本書の目的はきわめてシンプルな原理を明示することにある。…(中略)…その原理とは、人間が個人としてであれ集団としてであれ、ほかの人間の行動の自由に干渉するのが正当化されるのは、自衛のためである場合に限られるということである。(J.S.ミル、斉藤悦則訳『自由論』より引用)
これは他者危害原則または他者危害原理と呼ばれる、ミルが提示した有名な原則です。その根拠と適応について主に語ったのが『自由論』です。
『自由論』は1859年に書かれた本でありながら、現代の普通の人(自分)が読んでも非常に明快に分かるという点には驚きます。大した事前知識がなくとも意味は分かりますし、当時の個人への制約に対してどう思っていたか、その状況も感じ取ることができます。
この他者危害原則において
①自由とは何か
②自由は原則に沿う限りなぜ限界まで重視されるのか(ここが功利主義と関連)
③特殊なケースはどうか
をミルがどう論じているか、見ていきます。
自由とは何か
まず自分しか影響を与えない(=他者に影響しない)守られるべき自由の固有領域については『自由論』の冒頭で述べられています。
第一にそれは意識という内面の領域を含む。そこでは、もっとも広い意味での良心の自由が要求される。ものを考える自由、感じる自由。…(中略)…第二に、この原理は好き嫌いの自由、目的追及の自由を要求する。…(中略)…第三に、各個人の自由から、同じ制限の下でではあるが、個人どうしの団結の自由が出てくる。(J.S.ミル、斉藤悦則訳『自由論』より引用)
一つ目は言論、思想の自由を含みます。二つ目はどんな結果でも引き受ける覚悟があれば、自分の性格にあった行動をとる自由です。ミル自身もやっていた人妻との不倫はここに入るんじゃないでしょうか。三つめが団結の自由。ただし、これは人にだまされたり、強制されてはいるものではない場合に限ります。
ミルは自由についてまずこう語り、その次の章で思想・言論・出版の自由が必要とされる根拠を、さらに次の章で「自分の性格にあった行動をとる自由」=「個性を重視すること」が人にとって幸福である根拠を述べていきます。
自由は原則に沿う限りなぜ限界まで重視されるのか
まず『自由論』でミルは他者危害原則において自由が制限される場合を以下の理由で述べています。

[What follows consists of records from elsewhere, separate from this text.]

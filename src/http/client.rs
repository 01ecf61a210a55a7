//! GET transport with bounded retry
//!
//! Provides a transport that handles:
//! - Automatic retries on transient statuses (429, 500, 502, 503, 504)
//! - Retries on connection errors and timeouts
//! - Exponential backoff seeded by a configurable factor
//! - Cancellation of the delay between attempts

use crate::error::{is_retryable_status, Error, Result};
use crate::events::{default_sink, CrawlEvent, SharedSink};
use crate::types::{Method, StringMap};
use reqwest::{Client, Response, StatusCode};
use std::time::Duration;
use tokio_util::sync::CancellationToken;

/// Configuration for the retry transport
#[derive(Debug, Clone)]
pub struct TransportConfig {
    /// Request timeout
    pub timeout: Duration,
    /// Maximum number of retries after the first attempt
    pub max_retries: u32,
    /// Backoff factor in seconds; attempt `n` waits `factor * 2^n`
    pub backoff_factor: f64,
    /// Maximum delay for backoff
    pub max_backoff: Duration,
    /// Default headers for all requests
    pub default_headers: StringMap,
    /// User agent string
    pub user_agent: String,
}

impl Default for TransportConfig {
    fn default() -> Self {
        Self {
            timeout: Duration::from_secs(30),
            max_retries: 3,
            backoff_factor: 0.5,
            max_backoff: Duration::from_secs(120),
            default_headers: StringMap::new(),
            user_agent: format!("org-crawler/{}", env!("CARGO_PKG_VERSION")),
        }
    }
}

impl TransportConfig {
    /// Create a new config builder
    pub fn builder() -> TransportConfigBuilder {
        TransportConfigBuilder::default()
    }
}

/// Builder for transport config
#[derive(Default)]
pub struct TransportConfigBuilder {
    config: TransportConfig,
}

impl TransportConfigBuilder {
    /// Set the request timeout
    pub fn timeout(mut self, timeout: Duration) -> Self {
        self.config.timeout = timeout;
        self
    }

    /// Set max retries
    pub fn max_retries(mut self, retries: u32) -> Self {
        self.config.max_retries = retries;
        self
    }

    /// Set backoff configuration
    pub fn backoff(mut self, factor: f64, max: Duration) -> Self {
        self.config.backoff_factor = factor;
        self.config.max_backoff = max;
        self
    }

    /// Add a default header
    pub fn header(mut self, key: impl Into<String>, value: impl Into<String>) -> Self {
        self.config.default_headers.insert(key.into(), value.into());
        self
    }

    /// Set user agent
    pub fn user_agent(mut self, agent: impl Into<String>) -> Self {
        self.config.user_agent = agent.into();
        self
    }

    /// Build the config
    pub fn build(self) -> TransportConfig {
        self.config
    }
}

/// A single request handed to the transport
#[derive(Debug, Clone, Default)]
pub struct HttpRequest {
    /// HTTP method; only GET is sent
    pub method: Method,
    /// Absolute URL
    pub url: String,
    /// Request headers, applied after the default headers
    pub headers: StringMap,
}

impl HttpRequest {
    /// Create a GET request
    pub fn get(url: impl Into<String>) -> Self {
        Self {
            method: Method::GET,
            url: url.into(),
            headers: StringMap::new(),
        }
    }

    /// Add a header
    #[must_use]
    pub fn header(mut self, key: impl Into<String>, value: impl Into<String>) -> Self {
        self.headers.insert(key.into(), value.into());
        self
    }

    /// Set the method
    #[must_use]
    pub fn method(mut self, method: Method) -> Self {
        self.method = method;
        self
    }
}

/// GET transport with retry on transient failures
pub struct RetryTransport {
    client: Client,
    config: TransportConfig,
    events: SharedSink,
    cancel: CancellationToken,
}

impl RetryTransport {
    /// Create a new transport with default configuration
    pub fn new() -> Result<Self> {
        Self::with_config(TransportConfig::default())
    }

    /// Create a new transport with custom configuration
    pub fn with_config(config: TransportConfig) -> Result<Self> {
        let client = Client::builder()
            .timeout(config.timeout)
            .user_agent(&config.user_agent)
            .build()?;

        Ok(Self {
            client,
            config,
            events: default_sink(),
            cancel: CancellationToken::new(),
        })
    }

    /// Report retries to this sink
    #[must_use]
    pub fn with_events(mut self, events: SharedSink) -> Self {
        self.events = events;
        self
    }

    /// Interrupt backoff delays when this token is cancelled
    #[must_use]
    pub fn with_cancellation(mut self, cancel: CancellationToken) -> Self {
        self.cancel = cancel;
        self
    }

    /// Get the configuration
    pub fn config(&self) -> &TransportConfig {
        &self.config
    }

    /// Make a GET request to `url` with the default headers
    pub async fn get(&self, url: &str) -> Result<Response> {
        self.send(&HttpRequest::get(url)).await
    }

    /// Send a request, retrying transient failures.
    ///
    /// Once retries are exhausted on a retryable status, the last response is
    /// returned as `Ok`. Non-retryable statuses are returned on first sight.
    /// Transport failures that outlive the retry budget are returned as `Err`.
    pub async fn send(&self, request: &HttpRequest) -> Result<Response> {
        if request.method != Method::GET {
            return Err(Error::UnsupportedMethod {
                method: request.method.to_string(),
            });
        }

        let max_retries = self.config.max_retries;
        let mut attempt = 0;

        loop {
            if self.cancel.is_cancelled() {
                return Err(Error::Cancelled);
            }

            let mut req = self.client.get(&request.url);
            for (key, value) in &self.config.default_headers {
                req = req.header(key.as_str(), value.as_str());
            }
            for (key, value) in &request.headers {
                req = req.header(key.as_str(), value.as_str());
            }

            match req.send().await {
                Ok(response) => {
                    let status = response.status();
                    if !is_retryable_status(status.as_u16()) || attempt >= max_retries {
                        return Ok(response);
                    }

                    let delay = retry_after_for(&response)
                        .unwrap_or_else(|| self.calculate_backoff(attempt));
                    self.backoff(attempt, status.as_u16().to_string(), delay)
                        .await?;
                }
                Err(e) => {
                    if self.cancel.is_cancelled() {
                        return Err(Error::Cancelled);
                    }
                    if !(e.is_connect() || e.is_timeout()) || attempt >= max_retries {
                        if e.is_timeout() {
                            return Err(Error::Timeout {
                                timeout_ms: self.config.timeout.as_millis() as u64,
                            });
                        }
                        return Err(Error::Http(e));
                    }

                    let reason = if e.is_timeout() {
                        "timeout".to_string()
                    } else {
                        "connection error".to_string()
                    };
                    self.backoff(attempt, reason, self.calculate_backoff(attempt))
                        .await?;
                }
            }

            attempt += 1;
        }
    }

    /// Emit a retry event and sleep, unless cancelled first
    async fn backoff(&self, attempt: u32, reason: String, delay: Duration) -> Result<()> {
        self.events.emit(&CrawlEvent::RetryScheduled {
            attempt: attempt + 1,
            max_attempts: self.config.max_retries + 1,
            reason,
            delay,
        });

        tokio::select! {
            () = tokio::time::sleep(delay) => Ok(()),
            () = self.cancel.cancelled() => {
                self.events.emit(&CrawlEvent::WaitCancelled { during: "retry backoff" });
                Err(Error::Cancelled)
            }
        }
    }

    /// Calculate backoff delay for a given attempt (0-based)
    pub fn calculate_backoff(&self, attempt: u32) -> Duration {
        let factor = self.config.backoff_factor.max(0.0);
        let seconds = factor * 2f64.powi(attempt.min(32) as i32);
        let delay = Duration::try_from_secs_f64(seconds).unwrap_or(self.config.max_backoff);
        std::cmp::min(delay, self.config.max_backoff)
    }
}

impl std::fmt::Debug for RetryTransport {
    fn fmt(&self, f: &mut std::fmt::Formatter<'_>) -> std::fmt::Result {
        f.debug_struct("RetryTransport")
            .field("config", &self.config)
            .finish_non_exhaustive()
    }
}

/// Numeric Retry-After on 429/503, which the server uses to pace retries
fn retry_after_for(response: &Response) -> Option<Duration> {
    if !matches!(
        response.status(),
        StatusCode::TOO_MANY_REQUESTS | StatusCode::SERVICE_UNAVAILABLE
    ) {
        return None;
    }
    response
        .headers()
        .get("retry-after")
        .and_then(|v| v.to_str().ok())
        .and_then(|s| s.trim().parse::<u64>().ok())
        .map(Duration::from_secs)
}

私の見るところ、効用こそがあらゆる倫理的な問題の最終的な基準なのである。ただし、それは成長し続ける存在である人間の恒久の利益にもとづいた、もっとも広い意味での効用でなければならない。こうした恒久の利益という視点に立てば、個人の自発性を外部から統制することも正当とされると言いたい。(『自由論』)
つまり、未来も含めた人類全体のことを考えたときに、不利益である場合にのみ、自由が制限される、と言いたいようです。
これと全く同様に、思想・言論・出版の自由も未来も含めた人類全体の利益を考えて、完全に自由が守られるべきである、としています。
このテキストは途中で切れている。